Your goal
Every line below that mentions the word "before" should be copied out.
'''
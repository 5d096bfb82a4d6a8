//! Spherical Web Mercator (EPSG:3857).

use std::f64::consts::PI;

use reproj_common::{Coordinate, Extent};

/// Sphere radius used by Web Mercator (WGS84 semi-major axis).
pub const RADIUS: f64 = 6378137.0;

/// Half the world width in meters.
pub const HALF_SIZE: f64 = PI * RADIUS;

/// Projected extent of the whole world.
pub fn extent() -> Extent {
    Extent::new(-HALF_SIZE, -HALF_SIZE, HALF_SIZE, HALF_SIZE)
}

/// Geographic extent covered by the projection (latitude ~±85.06°).
pub fn world_extent() -> Extent {
    Extent::new(-180.0, -85.0, 180.0, 85.0)
}

/// Convert lon/lat degrees to Web Mercator meters.
///
/// Latitudes at or beyond the poles clamp to the edge of the square world.
pub fn from_lon_lat(coord: Coordinate) -> Coordinate {
    let x = RADIUS * PI * coord[0] / 180.0;
    let y = RADIUS * (PI * (coord[1] + 90.0) / 360.0).tan().ln();
    let y = if y.is_nan() { y } else { y.clamp(-HALF_SIZE, HALF_SIZE) };
    [x, y]
}

/// Convert Web Mercator meters to lon/lat degrees.
pub fn to_lon_lat(coord: Coordinate) -> Coordinate {
    let lon = 180.0 * coord[0] / HALF_SIZE;
    let lat = 360.0 * (coord[1] / RADIUS).exp().atan() / PI - 90.0;
    [lon, lat]
}
//! Delivery orchestration.
//!
//! `DeliveryClient::deliver` decides per call whether to ask the remote
//! delivery service or serve locally, and makes sure metrics and shadow
//! traffic never add latency to the caller:
//!
//! 1. Validate (optional, advisory) and fill necessary request fields
//! 2. Control arm or `only_log_to_metrics` => serve locally without calling
//!    the remote service; otherwise call it and serve locally on any failure
//! 3. Locally served or experiment present => dispatch a metrics log
//! 4. Remote never attempted => maybe dispatch a shadow copy of the request
//!
//! Dispatched calls are tracked by a [`TaskRegistry`]; `shutdown` waits for
//! them, and so does dropping the client on a multi-thread runtime.

use crate::config::ClientConfig;
use crate::diagnostics::{Diagnostics, TracingDiagnostics};
use crate::error::{ConfigError, Result, TransportError};
use crate::fallback;
use crate::metrics;
use crate::options::{DeliveryClientOptions, DeliveryRequestOptions};
use crate::request_processor;
use crate::sampling;
use crate::task_registry::{TaskOutcome, TaskRegistry};
use crate::transport::{HttpTransport, Transport};
use crate::types::{LogRequest, Request, Response};
use std::sync::Arc;

pub struct DeliveryClient {
    delivery_transport: Arc<dyn Transport>,
    delivery_endpoint: String,
    metrics_transport: Arc<dyn Transport>,
    metrics_endpoint: String,
    options: DeliveryClientOptions,
    diagnostics: Arc<dyn Diagnostics>,
    pending: TaskRegistry,
}

impl DeliveryClient {
    pub fn new(
        delivery_transport: Arc<dyn Transport>,
        delivery_endpoint: impl Into<String>,
        metrics_transport: Arc<dyn Transport>,
        metrics_endpoint: impl Into<String>,
        options: DeliveryClientOptions,
    ) -> Self {
        let client = Self {
            delivery_transport,
            delivery_endpoint: delivery_endpoint.into(),
            metrics_transport,
            metrics_endpoint: metrics_endpoint.into(),
            options,
            diagnostics: Arc::new(TracingDiagnostics),
            pending: TaskRegistry::new(),
        };
        client.log_construction();
        client
    }

    /// Builds a client that talks HTTP to the configured endpoints.
    pub fn from_config(config: ClientConfig) -> std::result::Result<Self, ConfigError> {
        let delivery = HttpTransport::new(config.delivery.api_key, config.delivery.timeout)?;
        let metrics = HttpTransport::new(config.metrics.api_key, config.metrics.timeout)?;

        Ok(Self::new(
            Arc::new(delivery),
            config.delivery.endpoint,
            Arc::new(metrics),
            config.metrics.endpoint,
            config.options,
        ))
    }

    /// Replaces the diagnostics sink (defaults to `tracing`).
    pub fn with_diagnostics(mut self, diagnostics: Arc<dyn Diagnostics>) -> Self {
        self.diagnostics = diagnostics;
        self
    }

    pub fn options(&self) -> &DeliveryClientOptions {
        &self.options
    }

    /// Number of metrics/shadow calls still in flight.
    pub fn pending_tasks(&self) -> usize {
        self.pending.len()
    }

    fn log_construction(&self) {
        self.diagnostics.info("Constructed delivery client:");
        self.diagnostics.info(&format!(
            "- Delivery endpoint = {} ({})",
            self.delivery_endpoint,
            self.delivery_transport.transport_name()
        ));
        self.diagnostics.info(&format!(
            "- Metrics endpoint = {} ({})",
            self.metrics_endpoint,
            self.metrics_transport.transport_name()
        ));
    }

    /// Serves one ranking request.
    ///
    /// Only fails for caller errors (see [`crate::DeliveryError`]), and does
    /// so before any network activity. Remote failures fall back to local
    /// delivery and are only reported through diagnostics.
    pub async fn deliver(
        &self,
        mut req: Request,
        options: Option<DeliveryRequestOptions>,
    ) -> Result<Response> {
        let options = options.unwrap_or_default();

        if self.options.validate {
            for problem in request_processor::validate(&req) {
                self.diagnostics
                    .error(&format!("Delivery request validation problem: {}", problem));
            }
        }

        request_processor::fill_necessary_fields(&mut req);
        fallback::check_paging(&req, &options)?;

        let only_sdk_delivery = options.only_log_to_metrics
            || request_processor::is_in_control(options.experiment.as_ref());

        // Taken before the serving path assigns a request id.
        let shadow_request = if only_sdk_delivery && self.should_send_shadow_traffic() {
            Some(req.clone())
        } else {
            None
        };

        let (resp, did_sdk_delivery) = if only_sdk_delivery {
            (fallback::deliver(&mut req, &options)?, true)
        } else {
            match self.call_delivery(&req).await {
                Ok(resp) => {
                    req.request_id = resp.request_id.clone();
                    (resp, false)
                }
                Err(err) => {
                    self.diagnostics.error(&format!(
                        "Delivery request failed, falling back to SDK delivery: {}",
                        err
                    ));
                    (fallback::deliver(&mut req, &options)?, true)
                }
            }
        };

        if did_sdk_delivery || options.experiment.is_some() {
            let log_req = metrics::make_log_request(
                &req,
                &resp,
                did_sdk_delivery,
                options.experiment.as_ref(),
            );
            self.call_metrics(&log_req);
        }

        if let Some(mut shadow) = shadow_request {
            request_processor::convert_to_shadow_request(&mut shadow);
            self.call_shadow(&shadow);
        }

        Ok(resp)
    }

    /// Waits for every dispatched metrics and shadow call to finish.
    ///
    /// Stop calling `deliver` before shutting down; calls dispatched during
    /// shutdown race with it.
    pub async fn shutdown(&self) {
        self.diagnostics.info(&format!(
            "Waiting for {} pending tasks to complete...",
            self.pending.len()
        ));
        self.pending.drain().await;
        self.diagnostics.info("All pending tasks completed");
    }

    fn should_send_shadow_traffic(&self) -> bool {
        let rate = self.options.shadow_traffic_rate();
        rate > 0.0 && sampling::next_f32() < rate
    }

    async fn call_delivery(&self, req: &Request) -> std::result::Result<Response, TransportError> {
        let body = serde_json::to_string(req)?;
        let payload = self
            .delivery_transport
            .post(&self.delivery_endpoint, body)
            .await?;
        Ok(serde_json::from_str(&payload)?)
    }

    fn call_metrics(&self, log_req: &LogRequest) {
        match serde_json::to_string(log_req) {
            Ok(body) => self.dispatch_post(
                Arc::clone(&self.metrics_transport),
                self.metrics_endpoint.clone(),
                body,
                "Metrics",
            ),
            Err(err) => self
                .diagnostics
                .error(&format!("Could not serialize metrics request: {}", err)),
        }
    }

    fn call_shadow(&self, req: &Request) {
        match serde_json::to_string(req) {
            Ok(body) => self.dispatch_post(
                Arc::clone(&self.delivery_transport),
                self.delivery_endpoint.clone(),
                body,
                "Shadow traffic",
            ),
            Err(err) => self
                .diagnostics
                .error(&format!("Could not serialize shadow request: {}", err)),
        }
    }

    /// Fire-and-forget POST; the reply body is discarded and the outcome only
    /// logged.
    fn dispatch_post(
        &self,
        transport: Arc<dyn Transport>,
        endpoint: String,
        body: String,
        label: &'static str,
    ) {
        let diagnostics = Arc::clone(&self.diagnostics);
        self.pending.dispatch(
            async move { transport.post(&endpoint, body).await },
            move |outcome| match outcome {
                TaskOutcome::Completed(Ok(_)) => {
                    diagnostics.info(&format!("{} request succeeded", label));
                }
                TaskOutcome::Completed(Err(err)) => {
                    diagnostics.error(&format!("{} request failed: {}", label, err));
                }
                TaskOutcome::Panicked(message) => {
                    diagnostics.error(&format!(
                        "{} request could not be completed: {}",
                        label, message
                    ));
                }
                TaskOutcome::Cancelled => {
                    diagnostics.error(&format!("{} request was cancelled before completing", label));
                }
            },
        );
    }
}

/// Dropping a client with calls in flight waits for them when the runtime
/// allows blocking. On a current-thread runtime the calls keep running
/// detached, and any that the runtime drops are logged as cancelled.
impl Drop for DeliveryClient {
    fn drop(&mut self) {
        let pending = self.pending.len();
        if pending == 0 {
            return;
        }

        if self.pending.drain_blocking() {
            self.diagnostics.info(&format!(
                "Delivery client dropped; waited for {} pending tasks",
                pending
            ));
        } else {
            self.diagnostics.error(&format!(
                "Delivery client dropped with {} pending tasks; call shutdown() first",
                pending
            ));
        }
    }
}
use crate::error::TransportError;
use crate::transport::Transport;
use serde::de::DeserializeOwned;
use serde::Serialize;
use std::sync::Arc;
use std::time::Duration;
use tokio::sync::Mutex;

/// One call seen by a [`FakeTransport`].
#[derive(Debug, Clone, PartialEq)]
pub struct RecordedCall {
    pub endpoint: String,
    pub body: String,
}

impl RecordedCall {
    pub fn parse<T: DeserializeOwned>(&self) -> serde_json::Result<T> {
        serde_json::from_str(&self.body)
    }
}

/// In-memory transport that records every call and replies with a scripted
/// body, or fails when no body is scripted.
#[derive(Clone, Default)]
pub struct FakeTransport {
    reply: Option<String>,
    delay: Option<Duration>,
    calls: Arc<Mutex<Vec<RecordedCall>>>,
}

impl FakeTransport {
    /// A transport whose every call fails.
    pub fn new() -> Self {
        Self::default()
    }

    /// Replies to every call with `body` serialized as JSON.
    pub fn with_response<T: Serialize>(mut self, body: &T) -> serde_json::Result<Self> {
        self.reply = Some(serde_json::to_string(body)?);
        Ok(self)
    }

    /// Sleeps this long before replying.
    pub fn with_delay(mut self, delay: Duration) -> Self {
        self.delay = Some(delay);
        self
    }

    pub async fn calls(&self) -> Vec<RecordedCall> {
        self.calls.lock().await.clone()
    }

    pub async fn call_count(&self) -> usize {
        self.calls.lock().await.len()
    }
}

#[async_trait::async_trait]
impl Transport for FakeTransport {
    async fn post(&self, endpoint: &str, body: String) -> Result<String, TransportError> {
        self.calls.lock().await.push(RecordedCall {
            endpoint: endpoint.to_string(),
            body,
        });

        if let Some(delay) = self.delay {
            tokio::time::sleep(delay).await;
        }

        match &self.reply {
            Some(reply) => Ok(reply.clone()),
            None => Err(TransportError::Status { status: 500 }),
        }
    }

    fn transport_name(&self) -> &str {
        "Fake"
    }
}

#[cfg(test)]
mod tests {
    use super::*;
    use crate::types::Response;

    #[tokio::test]
    async fn test_default_fails_and_records() {
        let transport = FakeTransport::new();
        let result = transport.post("abc", "{}".to_string()).await;

        assert!(matches!(result, Err(TransportError::Status { status: 500 })));
        assert_eq!(
            transport.calls().await,
            vec![RecordedCall {
                endpoint: "abc".to_string(),
                body: "{}".to_string(),
            }]
        );
    }

    #[tokio::test]
    async fn test_scripted_response() {
        let resp = Response {
            request_id: "r1".to_string(),
            ..Response::default()
        };
        let transport = FakeTransport::new().with_response(&resp).unwrap();
        let body = transport.post("abc", String::new()).await.unwrap();

        let parsed: Response = serde_json::from_str(&body).unwrap();
        assert_eq!(parsed, resp);
    }

    #[tokio::test]
    async fn test_clones_share_call_log() {
        let transport = FakeTransport::new();
        let clone = transport.clone();
        let _ = clone.post("abc", String::new()).await;
        assert_eq!(transport.call_count().await, 1);
    }
}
'''
Output of the task
    /// so before any network activity. Remote failures fall back to local
        // Taken before the serving path assigns a request id.
    /// Stop calling `deliver` before shutting down; calls dispatched during
                    diagnostics.error(&format!("{} request was cancelled before completing", label));
    /// Sleeps this long before replying.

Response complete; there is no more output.